John Paul, who has been increasingly debilitated by the neurological ailment Parkinson’s disease, was rushed to Rome’s Agostino Gemelli Polyclinic Hospital on Feb. 1 with severe problems in breathing caused by the combined effects of influenza and Parkinson’s disease.

Discharged on Feb. 10, he returned on Feb. 24 for the tracheotomy.

John Paul last spoke in public on March 13, greeting pilgrims before he returned to the Vatican again. He made agonized but unsuccessful efforts to bless the pilgrims in St. Peter’s Square on Easter Sunday (March 27) and again at the midday prayer on Wednesday (March 30), where his words were an unarticulated rasp.

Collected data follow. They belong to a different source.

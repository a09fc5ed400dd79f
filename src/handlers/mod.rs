pub mod inventory;
pub mod orders;

use async_trait::async_trait;
use axum::{extract::FromRequestParts, http::request::Parts};
use std::sync::Arc;
use uuid::Uuid;

use crate::{
    db::DbPool,
    errors::ServiceError,
    events::EventSender,
    services::{
        audit::AuditLogService, balance::BalanceService, deduction::DeductionEngine,
        lock::OrderLockService, movements::MovementStore, orders::OrderService, Actor,
    },
};

// Re-export AppState so handler modules can import it as crate::handlers::AppState
pub use crate::AppState;

/// Services layer that encapsulates business logic used by HTTP handlers
#[derive(Clone)]
pub struct AppServices {
    pub movements: Arc<MovementStore>,
    pub balance: Arc<BalanceService>,
    pub deduction: Arc<DeductionEngine>,
    pub orders: Arc<OrderService>,
    pub lock: Arc<OrderLockService>,
    pub audit: Arc<AuditLogService>,
}

impl AppServices {
    pub fn new(db_pool: Arc<DbPool>, event_sender: EventSender, lock_window_days: i64) -> Self {
        Self {
            movements: Arc::new(MovementStore::new(db_pool.clone(), event_sender.clone())),
            balance: Arc::new(BalanceService::new(db_pool.clone())),
            deduction: Arc::new(DeductionEngine::new(db_pool.clone(), event_sender.clone())),
            orders: Arc::new(OrderService::new(db_pool.clone(), event_sender.clone())),
            lock: Arc::new(OrderLockService::new(
                db_pool.clone(),
                event_sender,
                lock_window_days,
            )),
            audit: Arc::new(AuditLogService::new(db_pool)),
        }
    }
}

/// Extracts the acting identity from the `x-actor-id` / `x-actor-write`
/// headers supplied by the surrounding application. This crate never
/// resolves users itself.
#[derive(Debug, Clone, Copy)]
pub struct ActorInfo(pub Actor);

#[async_trait]
impl<S> FromRequestParts<S> for ActorInfo
where
    S: Send + Sync,
{
    type Rejection = ServiceError;

    async fn from_request_parts(parts: &mut Parts, _state: &S) -> Result<Self, Self::Rejection> {
        let id = parts
            .headers
            .get("x-actor-id")
            .and_then(|value| value.to_str().ok())
            .and_then(|value| Uuid::parse_str(value).ok())
            .ok_or_else(|| {
                ServiceError::ValidationError(
                    "Missing or invalid x-actor-id header".to_string(),
                )
            })?;
        let can_write = parts
            .headers
            .get("x-actor-write")
            .and_then(|value| value.to_str().ok())
            .map(|value| value != "false")
            .unwrap_or(true);
        Ok(ActorInfo(Actor::new(id, can_write)))
    }
}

His current crisis worsened later on Wednesday when doctors inserted a plastic tube through his nose and into his stomach to feed him liquid nourishment and medicine. Because of difficulty swallowing, due to Parkinson’s disease, he had reportedly lost more than 40 pounds in the six weeks following his tracheotomy.

The Vatican continued to announce John Paul’s acceptance of resignations and appointments of bishops, Vatican diplomats and other high officials over whom only he has jurisdiction. Eighteen decisions were reported on Friday and five more on Saturday.